Fighting to reclaim that aspect of self.

But the losses and traumas continued stacking, one on top of another, and my self-worth plummeted. I went from loving the process of creating vibrancy in my body and being to hardly caring for myself at all. My adrenals tanked repeatedly. I stopped swallowing, causing eating and hydrating to become a serious struggle. I was always tired and in pain, frustrated and angry, and my body broke down further and further.

I’m genuinely grateful to be reclaiming this part of myself now—working with Kara Sorensen to uncover what my body truly needs from food and healing the last bits of my dysphagia.

What used to feel unimportant…

What used to be a struggle…

What used to be a way to punish myself…

…has finally returned to being fun and fulfilling—something I want to do, learn about, and deepen into every day. Making my beautiful, colorful, hearty metabolic meals and drinking more water than I have in years is awakening this long lost part of truest myself.

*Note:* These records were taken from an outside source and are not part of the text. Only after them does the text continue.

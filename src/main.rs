//! mobility-pipeline - batch cleaning and presence inference over mobility legs
//!
//! Reads a raw movement CSV, resolves places, runs the cleaning / chaining /
//! occupancy / slot-binning pipeline and writes the run outputs.
//!
//! Module structure:
//! - `domain/` - Core data types (Leg, TransportMode, PresenceInterval, slots)
//! - `io/` - Ingestion, geocoding seam, egress writers
//! - `services/` - Pipeline stages (cleaner, chainer, occupancy, binner, stats)
//! - `infra/` - Configuration and run reporting

use clap::Parser;
use mobility_pipeline::infra::Config;
use mobility_pipeline::io::{read_raw_legs, resolve_legs, Egress, TableResolver};
use mobility_pipeline::services::Pipeline;
use tracing::info;
use tracing_subscriber::fmt::time::UtcTime;
use tracing_subscriber::EnvFilter;
use uuid::Uuid;

/// Batch transform of raw mobility legs into journeys and presence tables
#[derive(Parser, Debug)]
#[command(name = "mobility-pipeline", version, about)]
struct Args {
    /// Path to TOML configuration file
    #[arg(short, long, default_value = "config/dev.toml")]
    config: String,

    /// Input CSV of raw legs, overrides ingest.input_file
    #[arg(short, long)]
    input: Option<String>,

    /// Pre-resolved geohash->place JSON table, overrides ingest.places_file
    #[arg(short, long)]
    places: Option<String>,

    /// Output directory, overrides egress.dir
    #[arg(short, long)]
    out_dir: Option<String>,
}

fn main() -> anyhow::Result<()> {
    // Structured logging, level via RUST_LOG (default: info)
    let filter = EnvFilter::try_from_default_env().unwrap_or_else(|_| EnvFilter::new("info"));

    tracing_subscriber::fmt()
        .with_env_filter(filter)
        .with_timer(UtcTime::rfc_3339())
        .with_target(false)
        .init();

    info!(version = env!("CARGO_PKG_VERSION"), "mobility_pipeline_starting");

    let args = Args::parse();
    let config = Config::load_from_path(&args.config);

    let input_file = args.input.unwrap_or_else(|| config.input_file().to_string());
    let places_file = args.places.unwrap_or_else(|| config.places_file().to_string());
    let out_dir = args.out_dir.unwrap_or_else(|| config.egress_dir().to_string());

    let run_id = Uuid::now_v7().to_string();
    info!(
        run_id = %run_id,
        config_file = %config.config_file(),
        input_file = %input_file,
        places_file = %places_file,
        out_dir = %out_dir,
        excluded_modes = ?config.excluded_modes(),
        max_intra_place_km = %config.max_intra_place_km(),
        max_intra_place_hours = %config.max_intra_place_hours(),
        max_gap_minutes = %config.max_gap_minutes(),
        gap_cap_hours = %config.gap_cap_hours(),
        top_places = %config.top_places(),
        "config_loaded"
    );

    let rows = read_raw_legs(&input_file, config.csv_delimiter())?;
    let mut resolver = TableResolver::from_json_file(&places_file)?;
    let (legs, ingest_stats) = resolve_legs(rows, &mut resolver, &config)?;

    let pipeline = Pipeline::new(&config)?;
    let mut output = pipeline.run(legs);
    output.summary.rows_read = ingest_stats.rows_read;
    output.summary.rows_unresolved = ingest_stats.rows_unresolved;
    output.summary.rows_excluded_mode = ingest_stats.rows_excluded_mode;
    output.summary.log();

    let egress = Egress::new(&out_dir);
    egress.write_legs(&output.legs)?;
    egress.write_presence(&output.intervals)?;
    egress.write_slot_grid(&output.grid)?;
    egress.write_stats(&run_id, &output.legs, config.top_places())?;

    info!(run_id = %run_id, "mobility_pipeline_done");
    Ok(())
}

We lose parts of ourselves with grief and trauma, but not all are lost for good.

Some are still embedded into the deepest cells of our being, woven into the fabric of our soul, just waiting for their time to re-emerge.

Grief and trauma are intense.

Navigating the aftermath is messy and hard.

Healing is a journey… but it’s one I’m always grateful I chose (and continue choosing) to walk.